What’s missing? And What Does
One Do Next?
• Grades are missing. The DQP process does
not interfere with faculty judgment of student
performance. You can set alternative levels
of judgment, but not issue the judgments
themselves: that’s a faculty prerogative.
• Next step is the establishment of a record
system, its inputs, and its summative Degree
Audit conclusion. So. . .
Consider the following for
record-keeping
• Every student has an electronic template with the
36 proficiencies in boxes
• Faculty responsible for validated assignments enter
judgments (if binary, only checked if satisfied; if
multiple-leveled, then level) with a secure digital
entry
• You decide whether the student can receive
multiple checks in the same box. I prefer that if
faculty see the box previously checked, they don’t
have to duplicate the judgment.
• Credits continue, but in a separate account.
So when do you get a degree?
•
•
•
•
•
•
All 36 boxes checked
Credit requirements met
Residency and recency requirements met
No financial or disciplinary holds
“Opt-out” degree award policy (ask me!)
Registrar validates the whole; certifies the
Degree Audit.
Does this look like DQP “on the
ground”?
• It’s not on auto-pilot after established
• It’s missing provisions for transfers-in from
institutions that have nothing comparable (granted,
ASU transfer-in percentage is low).
• It’s missing key inclusion items for adjunct faculty.
• It opens potential conflicts from faculty whose
assignments are not included as validating.

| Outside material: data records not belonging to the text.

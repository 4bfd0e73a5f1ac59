//! Visitor record model and form payloads

use chrono::{DateTime, Utc};
use serde::{Deserialize, Serialize};
use utoipa::ToSchema;
use validator::Validate;

use crate::{
    error::{AppError, AppResult},
    models::enums::{VisitorStatus, VisitorType},
    store::types::{DocRef, WriteTime},
};

/// A stored visit, as read back from the document store.
///
/// Field names on the wire are camelCase, matching the inbound QR URL
/// contract. Optional free-text fields are stored as empty strings.
#[derive(Debug, Clone, Serialize, Deserialize, ToSchema)]
#[serde(rename_all = "camelCase")]
pub struct VisitorRecord {
    /// Mirror of the document id, written by the scan-intake path only
    #[serde(default, skip_serializing_if = "Option::is_none")]
    pub visitor_id: Option<String>,
    pub visitor_name: String,
    pub mobile_number: String,
    #[serde(default)]
    pub email: String,
    pub visit_purpose: String,
    #[serde(default)]
    pub host_person: String,
    #[serde(default)]
    pub host_department: String,
    pub status: VisitorStatus,
    pub visitor_type: VisitorType,
    pub check_in_time: Option<DateTime<Utc>>,
    pub check_out_time: Option<DateTime<Utc>>,
    pub created_at: DateTime<Utc>,
    /// Tenant scope, a reference into the school collection
    #[schema(value_type = String)]
    pub school_id: DocRef,
}

/// Write-side shape of a visit document: timestamps may defer to the store
#[derive(Debug, Clone, Serialize)]
#[serde(rename_all = "camelCase")]
pub struct VisitorDocument {
    #[serde(skip_serializing_if = "Option::is_none")]
    pub visitor_id: Option<String>,
    pub visitor_name: String,
    pub mobile_number: String,
    pub email: String,
    pub visit_purpose: String,
    pub host_person: String,
    pub host_department: String,
    pub status: VisitorStatus,
    pub visitor_type: VisitorType,
    #[serde(skip_serializing_if = "Option::is_none")]
    pub check_in_time: Option<WriteTime>,
    #[serde(skip_serializing_if = "Option::is_none")]
    pub check_out_time: Option<WriteTime>,
    pub created_at: WriteTime,
    pub school_id: DocRef,
}

impl VisitorDocument {
    /// Materialize the document as a stored record, resolving deferred
    /// timestamps against `now`. Used by backends that commit locally.
    pub fn into_record(self, now: DateTime<Utc>) -> VisitorRecord {
        VisitorRecord {
            visitor_id: self.visitor_id,
            visitor_name: self.visitor_name,
            mobile_number: self.mobile_number,
            email: self.email,
            visit_purpose: self.visit_purpose,
            host_person: self.host_person,
            host_department: self.host_department,
            status: self.status,
            visitor_type: self.visitor_type,
            check_in_time: self.check_in_time.map(|t| t.resolve(now)),
            check_out_time: self.check_out_time.map(|t| t.resolve(now)),
            created_at: self.created_at.resolve(now),
            school_id: self.school_id,
        }
    }
}

/// Field-level update of an existing document; absent fields are untouched
#[derive(Debug, Clone, Default, Serialize)]
#[serde(rename_all = "camelCase")]
pub struct VisitorUpdate {
    #[serde(skip_serializing_if = "Option::is_none")]
    pub visitor_name: Option<String>,
    #[serde(skip_serializing_if = "Option::is_none")]
    pub mobile_number: Option<String>,
    #[serde(skip_serializing_if = "Option::is_none")]
    pub email: Option<String>,
    #[serde(skip_serializing_if = "Option::is_none")]
    pub visit_purpose: Option<String>,
    #[serde(skip_serializing_if = "Option::is_none")]
    pub host_person: Option<String>,
    #[serde(skip_serializing_if = "Option::is_none")]
    pub host_department: Option<String>,
    #[serde(skip_serializing_if = "Option::is_none")]
    pub status: Option<VisitorStatus>,
    #[serde(skip_serializing_if = "Option::is_none")]
    pub check_in_time: Option<WriteTime>,
    #[serde(skip_serializing_if = "Option::is_none")]
    pub check_out_time: Option<WriteTime>,
}

impl VisitorUpdate {
    /// Apply this update to a stored record, resolving deferred timestamps
    /// against `now`. Used by backends that commit locally.
    pub fn apply(&self, record: &mut VisitorRecord, now: DateTime<Utc>) {
        if let Some(v) = &self.visitor_name {
            record.visitor_name = v.clone();
        }
        if let Some(v) = &self.mobile_number {
            record.mobile_number = v.clone();
        }
        if let Some(v) = &self.email {
            record.email = v.clone();
        }
        if let Some(v) = &self.visit_purpose {
            record.visit_purpose = v.clone();
        }
        if let Some(v) = &self.host_person {
            record.host_person = v.clone();
        }
        if let Some(v) = &self.host_department {
            record.host_department = v.clone();
        }
        if let Some(v) = self.status {
            record.status = v;
        }
        if let Some(t) = self.check_in_time {
            record.check_in_time = Some(t.resolve(now));
        }
        if let Some(t) = self.check_out_time {
            record.check_out_time = Some(t.resolve(now));
        }
    }
}

/// Registration form payload, shared by the HTML form and the JSON API
#[derive(Debug, Clone, Default, Deserialize, Validate, ToSchema)]
#[serde(rename_all = "camelCase")]
pub struct VisitorForm {
    /// Existing record id when the form was reached from a scan
    #[serde(default)]
    pub id: Option<String>,
    #[serde(default)]
    pub visitor_name: String,
    #[serde(default)]
    pub mobile_number: String,
    #[serde(default)]
    #[validate(email(message = "Invalid email format"))]
    pub email: Option<String>,
    #[serde(default)]
    pub visit_purpose: String,
    #[serde(default)]
    pub host_person: String,
    #[serde(default)]
    pub host_department: Option<String>,
}

impl VisitorForm {
    /// Trim every field, mapping blank optionals to absent
    pub fn trimmed(&self) -> Self {
        let trim_opt = |v: &Option<String>| {
            v.as_deref()
                .map(str::trim)
                .filter(|s| !s.is_empty())
                .map(str::to_string)
        };
        Self {
            id: trim_opt(&self.id),
            visitor_name: self.visitor_name.trim().to_string(),
            mobile_number: self.mobile_number.trim().to_string(),
            email: trim_opt(&self.email),
            visit_purpose: self.visit_purpose.trim().to_string(),
            host_person: self.host_person.trim().to_string(),
            host_department: trim_opt(&self.host_department),
        }
    }

    /// Reject if any required field is blank, naming the first missing one,
    /// then check the email format. Expects an already-trimmed form.
    pub fn check(&self) -> AppResult<()> {
        if self.visitor_name.is_empty() {
            return Err(AppError::Validation("Visitor name is required".to_string()));
        }
        if self.mobile_number.is_empty() {
            return Err(AppError::Validation("Mobile number is required".to_string()));
        }
        if self.visit_purpose.is_empty() {
            return Err(AppError::Validation("Visit purpose is required".to_string()));
        }
        if self.host_person.is_empty() {
            return Err(AppError::Validation("Host person is required".to_string()));
        }
        self.validate()
            .map_err(|_| AppError::Validation("Invalid email format".to_string()))
    }
}

/// Query parameters of a check-out QR payload on the scan route
#[derive(Debug, Clone, Default, Deserialize)]
#[serde(rename_all = "camelCase")]
pub struct ScanPayload {
    pub check_in_time: Option<String>,
    pub check_out_time: Option<String>,
    pub email: Option<String>,
    pub host_department: Option<String>,
    pub host_person: Option<String>,
    pub mobile_number: Option<String>,
    pub status: Option<String>,
    pub visit_purpose: Option<String>,
    pub visitor_name: Option<String>,
    pub visitor_type: Option<String>,
}

/// Query parameters of the form route
#[derive(Debug, Clone, Default, Deserialize)]
pub struct FormPageQuery {
    pub id: Option<String>,
}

• It does not answer the question of what ASU could
show to external parties other than the 36
proficiencies. Maybe retired assignments.
But of all the obligations we have in higher
education, our primary responsibility is to
students, and this DQP process is just that!
• The generation of knowledge and local community
economic stimulus can go on elsewhere, but, in our
ball game
• the core operating noun is “student”; the operating
verbs are those of specific actions by students; the
operating results are criteria for the award of
degrees to students. Get the idea?
• There still is dirt here; there are still rough edges.
You can clean it up, sand it, and make it work!